Task description: Every line below containing the word "Result" should be found and copied.

Study material:
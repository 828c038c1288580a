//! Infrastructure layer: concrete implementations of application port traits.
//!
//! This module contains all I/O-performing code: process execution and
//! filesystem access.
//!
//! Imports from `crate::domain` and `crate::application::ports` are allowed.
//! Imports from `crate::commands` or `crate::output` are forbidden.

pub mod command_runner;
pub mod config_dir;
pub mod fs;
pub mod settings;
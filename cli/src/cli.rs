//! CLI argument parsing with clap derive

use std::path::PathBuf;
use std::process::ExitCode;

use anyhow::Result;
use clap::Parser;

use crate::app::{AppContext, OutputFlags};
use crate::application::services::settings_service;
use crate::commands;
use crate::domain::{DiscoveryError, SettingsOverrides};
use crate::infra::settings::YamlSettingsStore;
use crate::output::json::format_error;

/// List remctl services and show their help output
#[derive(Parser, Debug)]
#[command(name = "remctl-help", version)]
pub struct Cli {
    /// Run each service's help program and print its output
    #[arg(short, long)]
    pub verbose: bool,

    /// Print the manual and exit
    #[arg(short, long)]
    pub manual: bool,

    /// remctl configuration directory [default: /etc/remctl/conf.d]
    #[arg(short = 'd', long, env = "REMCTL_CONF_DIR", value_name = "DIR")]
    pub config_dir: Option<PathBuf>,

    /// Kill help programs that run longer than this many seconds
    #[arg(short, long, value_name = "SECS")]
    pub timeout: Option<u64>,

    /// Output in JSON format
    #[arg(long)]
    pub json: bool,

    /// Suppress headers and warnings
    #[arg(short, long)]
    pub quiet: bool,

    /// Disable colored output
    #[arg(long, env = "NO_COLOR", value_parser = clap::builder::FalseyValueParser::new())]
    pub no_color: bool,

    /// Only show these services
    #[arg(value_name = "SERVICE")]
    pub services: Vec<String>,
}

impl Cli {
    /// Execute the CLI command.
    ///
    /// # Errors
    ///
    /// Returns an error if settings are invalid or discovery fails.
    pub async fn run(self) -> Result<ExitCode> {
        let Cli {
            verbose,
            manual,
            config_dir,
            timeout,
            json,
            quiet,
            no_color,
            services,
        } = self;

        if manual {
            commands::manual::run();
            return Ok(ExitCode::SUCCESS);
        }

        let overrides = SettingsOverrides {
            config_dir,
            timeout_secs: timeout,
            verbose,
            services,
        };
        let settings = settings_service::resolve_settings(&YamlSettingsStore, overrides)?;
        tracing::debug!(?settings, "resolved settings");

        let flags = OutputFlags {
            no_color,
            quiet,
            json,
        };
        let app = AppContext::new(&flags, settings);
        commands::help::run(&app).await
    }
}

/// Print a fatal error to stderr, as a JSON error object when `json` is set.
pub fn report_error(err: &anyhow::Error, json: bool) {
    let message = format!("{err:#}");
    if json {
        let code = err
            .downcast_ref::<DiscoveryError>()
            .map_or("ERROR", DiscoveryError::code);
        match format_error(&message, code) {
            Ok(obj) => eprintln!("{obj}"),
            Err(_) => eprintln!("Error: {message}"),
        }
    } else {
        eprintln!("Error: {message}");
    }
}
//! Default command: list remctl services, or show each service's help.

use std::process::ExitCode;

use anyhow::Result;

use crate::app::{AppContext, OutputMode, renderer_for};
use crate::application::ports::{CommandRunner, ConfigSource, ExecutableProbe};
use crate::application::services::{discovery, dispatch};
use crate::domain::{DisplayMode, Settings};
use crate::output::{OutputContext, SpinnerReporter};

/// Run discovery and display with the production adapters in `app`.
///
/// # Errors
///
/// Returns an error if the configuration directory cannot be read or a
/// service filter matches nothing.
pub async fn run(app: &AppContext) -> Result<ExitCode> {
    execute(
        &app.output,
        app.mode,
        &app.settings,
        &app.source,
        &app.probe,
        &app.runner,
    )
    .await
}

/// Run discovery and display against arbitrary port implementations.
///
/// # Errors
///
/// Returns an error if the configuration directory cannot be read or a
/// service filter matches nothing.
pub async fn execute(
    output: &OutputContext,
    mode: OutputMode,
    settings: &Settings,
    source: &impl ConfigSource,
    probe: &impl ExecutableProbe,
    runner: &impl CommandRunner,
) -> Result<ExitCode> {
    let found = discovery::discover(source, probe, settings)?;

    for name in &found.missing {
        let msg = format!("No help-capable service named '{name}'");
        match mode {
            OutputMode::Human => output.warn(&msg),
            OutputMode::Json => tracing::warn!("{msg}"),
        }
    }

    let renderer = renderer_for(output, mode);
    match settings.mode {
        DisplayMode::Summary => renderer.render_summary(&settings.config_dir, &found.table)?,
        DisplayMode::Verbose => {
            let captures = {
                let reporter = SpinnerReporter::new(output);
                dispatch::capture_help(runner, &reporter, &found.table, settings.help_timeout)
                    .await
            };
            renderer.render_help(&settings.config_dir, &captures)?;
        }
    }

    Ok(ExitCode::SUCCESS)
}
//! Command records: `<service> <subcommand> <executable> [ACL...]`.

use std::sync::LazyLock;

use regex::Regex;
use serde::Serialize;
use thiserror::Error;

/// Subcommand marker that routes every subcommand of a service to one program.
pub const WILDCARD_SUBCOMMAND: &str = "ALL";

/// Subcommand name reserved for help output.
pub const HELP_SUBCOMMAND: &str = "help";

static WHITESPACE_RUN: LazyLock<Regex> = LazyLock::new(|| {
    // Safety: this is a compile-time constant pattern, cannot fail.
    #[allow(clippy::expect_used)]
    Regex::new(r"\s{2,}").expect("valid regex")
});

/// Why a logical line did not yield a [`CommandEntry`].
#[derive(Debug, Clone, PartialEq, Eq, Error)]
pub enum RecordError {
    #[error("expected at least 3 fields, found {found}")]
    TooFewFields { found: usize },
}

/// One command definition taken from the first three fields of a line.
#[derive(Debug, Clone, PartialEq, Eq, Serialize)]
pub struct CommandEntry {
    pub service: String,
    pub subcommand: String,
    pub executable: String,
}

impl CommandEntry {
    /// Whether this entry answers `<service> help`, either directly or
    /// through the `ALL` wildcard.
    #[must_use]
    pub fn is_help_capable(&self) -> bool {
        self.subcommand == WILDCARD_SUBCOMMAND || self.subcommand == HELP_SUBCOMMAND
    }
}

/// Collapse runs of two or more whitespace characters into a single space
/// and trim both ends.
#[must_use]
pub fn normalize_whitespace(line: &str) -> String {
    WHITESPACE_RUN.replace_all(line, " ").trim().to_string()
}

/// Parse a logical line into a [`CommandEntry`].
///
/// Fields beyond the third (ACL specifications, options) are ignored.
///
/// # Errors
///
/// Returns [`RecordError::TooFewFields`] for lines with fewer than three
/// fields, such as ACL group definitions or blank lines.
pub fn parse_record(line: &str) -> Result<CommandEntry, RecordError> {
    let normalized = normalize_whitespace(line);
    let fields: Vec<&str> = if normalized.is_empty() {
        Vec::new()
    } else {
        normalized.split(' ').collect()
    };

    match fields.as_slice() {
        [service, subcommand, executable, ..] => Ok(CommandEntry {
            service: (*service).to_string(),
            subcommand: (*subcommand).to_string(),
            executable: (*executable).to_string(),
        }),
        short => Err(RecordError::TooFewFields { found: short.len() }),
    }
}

Exercise output:
use anyhow::Result;
    pub async fn run(self) -> Result<ExitCode> {
use anyhow::Result;
pub async fn run(app: &AppContext) -> Result<ExitCode> {
) -> Result<ExitCode> {
pub fn parse_record(line: &str) -> Result<CommandEntry, RecordError> {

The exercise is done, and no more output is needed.